The program has been offered in Regina the last three years, but before that it would go to a different diocese every year. She took the program in St. Albert, Calgary and Winnipeg.
"I would like to think it is having a positive effect on youth ministry in Western Canada," Paquette said. "Youth ministers that have taken the training seem to be able to surround themselves with teams and I think that's what makes a difference in youth ministry."
Paquette, who has been with the St. Paul Diocese for five years, also thinks youth ministry is growing in Western Canada, partly because of the summer seminar.
"I think that World Youth Day brought a renewed focus on ministry to young people and ministry with young adults," she said.
"I also see that there are more and more bishops placing a concrete emphasis on youth ministry; not that this wasn't seen as important in the past but I think now we are being more intentional about focusing on youth ministry." The only thing that doesn't seem to be growing is the number of paid youth ministers, Paquette said. "I would love to see that increase because having a paid position in the parish or in a school really allows that person to focus their time and their efforts on their work hours to grow in that ministry," she said. "There are lots of volunteers that are working very hard and are really committed to young people and I think how much more they can do if they have the time and the resources to do it."
Andrew Papenbrock, associate director of youth and young adult ministry for the Edmonton Archdiocese, attended the seminar in Regina in 2003 before the archdiocese began to offer it. He was impressed.
"This is an excellent program that equips you with practical tools and techniques needed for comprehensive youth ministry," he said. "It's also a wonderful opportunity for networking and for prayer."
He said the program made him seriously reflect on who he is, what skills he could bring to youth ministry and what new skills he could learn.

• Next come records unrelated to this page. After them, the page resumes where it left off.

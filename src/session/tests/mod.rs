#![allow(clippy::unwrap_used)]

use std::{fs, path::Path};

use tempfile::TempDir;

use crate::{
    candidates::CandidateSet,
    core::WindsmithError,
    generator::ThemeManifestGenerator,
    input::RootStylesheet,
    session::{
        BuildArtifact, Diagnostic, Severity, SessionOptions,
        inputs::{SessionInputs, render},
    },
    theme::ResolvedTheme,
};

fn write(root: &Path, relative: &str, content: &str) {
    let path = root.join(relative);
    fs::create_dir_all(path.parent().unwrap()).unwrap();
    fs::write(path, content).unwrap();
}

fn candidates(items: &[&str]) -> CandidateSet {
    items.iter().map(|s| s.to_string()).collect()
}

#[test]
fn root_stylesheet_is_generated_before_its_body() {
    let stylesheet = RootStylesheet::parse(
        "/project/app.css",
        "@import \"windsmith\";\n.card { color: red; }\n",
    );

    let artifact = render(
        &stylesheet,
        &ResolvedTheme::default(),
        &candidates(&["flex"]).snapshot(),
        &ThemeManifestGenerator,
        3,
    )
    .unwrap();

    let flex = artifact.css().find(".flex").unwrap();
    let card = artifact.css().find(".card").unwrap();
    assert!(flex < card);
    assert!(!artifact.is_passthrough());
    assert_eq!(artifact.theme_revision(), 3);
    assert!(!artifact.css().contains("@import"));
}

#[test]
fn kept_imports_lead_the_output() {
    let stylesheet = RootStylesheet::parse(
        "/project/app.css",
        "@import \"windsmith\";\n@import url(\"https://fonts.example/x.css\");\n.card { color: red; }\n",
    );

    let artifact = render(
        &stylesheet,
        &ResolvedTheme::default(),
        &candidates(&["flex"]).snapshot(),
        &ThemeManifestGenerator,
        0,
    )
    .unwrap();

    assert!(artifact.css().starts_with("@import url(\"https://fonts.example/x.css\");\n"));
    assert_eq!(artifact.css().matches("@import").count(), 1);
    assert!(artifact.css().find(".flex").unwrap() < artifact.css().find(".card").unwrap());
}

#[test]
fn non_root_stylesheet_passes_through() {
    let css = ".card { color: red; }\n";
    let stylesheet = RootStylesheet::parse("/project/app.css", css);

    let artifact = render(
        &stylesheet,
        &ResolvedTheme::default(),
        &candidates(&["flex"]).snapshot(),
        &ThemeManifestGenerator,
        0,
    )
    .unwrap();

    assert!(artifact.is_passthrough());
    assert_eq!(artifact.css(), css);
}

#[test]
fn artifact_is_current_only_for_matching_revisions() {
    let artifact = BuildArtifact::generated(String::new(), 2, 5);

    assert!(artifact.is_current(2, 5));
    assert!(!artifact.is_current(3, 5));
    assert!(!artifact.is_current(2, 6));
}

#[test]
fn diagnostics_keep_the_failing_path() {
    let err = WindsmithError::extraction("/project/a.bin", "stream did not contain valid UTF-8");
    let diagnostic = Diagnostic::warning(&err);

    assert_eq!(diagnostic.severity, Severity::Warning);
    assert_eq!(diagnostic.path.as_deref(), Some(Path::new("/project/a.bin")));
    assert!(diagnostic.to_string().starts_with("warning: "));
}

#[test]
fn inputs_track_config_files_and_exclude_output() {
    let dir = TempDir::new().unwrap();
    let root = dir.path();
    write(
        root,
        "src/app.css",
        "@import \"windsmith\";\n@config \"../windsmith.toml\";\n",
    );
    write(root, "windsmith.toml", "[theme.colors]\nbrand = \"#0af\"\n");
    write(root, "index.html", "<div class=\"flex\"></div>");
    write(root, "dist/out.css", ".old {}");

    let options = SessionOptions::new(root.join("src/app.css"))
        .with_output(root.join("dist/out.css"))
        .with_root(root)
        .resolve()
        .unwrap();
    let inputs = SessionInputs::load(&options).unwrap();

    assert!(inputs.is_theme_file(&options.input));
    assert!(inputs.is_theme_file(&options.root.join("windsmith.toml")));
    assert!(!inputs.matcher.is_source(&options.root.join("dist/out.css")));
    assert!(inputs.matcher.is_source(&options.root.join("index.html")));

    let theme = inputs.resolve_theme().unwrap();
    assert_eq!(theme.get("colors.brand").unwrap().as_str(), Some("#0af"));
}

#[test]
fn imported_stylesheets_are_theme_files() {
    let dir = TempDir::new().unwrap();
    let root = dir.path();
    write(
        root,
        "src/app.css",
        "@import \"windsmith\";\n@import \"./custom-theme.css\";\n",
    );
    write(root, "src/custom-theme.css", "@theme { --color-primary: black; }\n");

    let options = SessionOptions::new(root.join("src/app.css"))
        .with_root(root)
        .resolve()
        .unwrap();
    let inputs = SessionInputs::load(&options).unwrap();

    assert!(inputs.is_theme_file(&options.root.join("src/custom-theme.css")));
    let theme = inputs.resolve_theme().unwrap();
    assert_eq!(theme.get("colors.primary").unwrap().as_str(), Some("black"));
}

#[test]
fn missing_input_fails_to_resolve() {
    let dir = TempDir::new().unwrap();
    let result = SessionOptions::new(dir.path().join("missing.css"))
        .with_root(dir.path())
        .resolve();

    assert!(matches!(result, Err(WindsmithError::Io(_))));
}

Papenbrock thinks youth ministry is growing "incredibly" thanks in part to programs like the Summer Seminar in Youth Ministry.
"Here in the Edmonton Archdiocese we are growing in support and in involvement," he noted. "There is a better understanding of what youth ministry is."
"This is an excellent program that equips you with practical tools and techniques needed for comprehensive youth ministry."
- Andrew Papenbrock
McKay, the St. Albert Parish youth coordinator, agrees youth ministry is growing. "It's actually blossoming, going places," she said, noting more and more parishes in the Edmonton Archdiocese are hiring youth ministry coordinators.
"This is because there is a better understanding of the role of youth in the Church and because (people are realizing) youth adds energy and life to the parish."
Denise McKay of Sherwood Park's Our Lady of Perpetual Help Parish took a summer seminar in 2003 and is currently completing the program through the Edmonton Archdiocese.
"It's an excellent program," she said. "It not only allows you to bond with other youth ministers from Western Canada, but also gives you lots of hands-on stuff such as how to set up a retreat and how to deal with practical issues. It's absolutely worthwhile."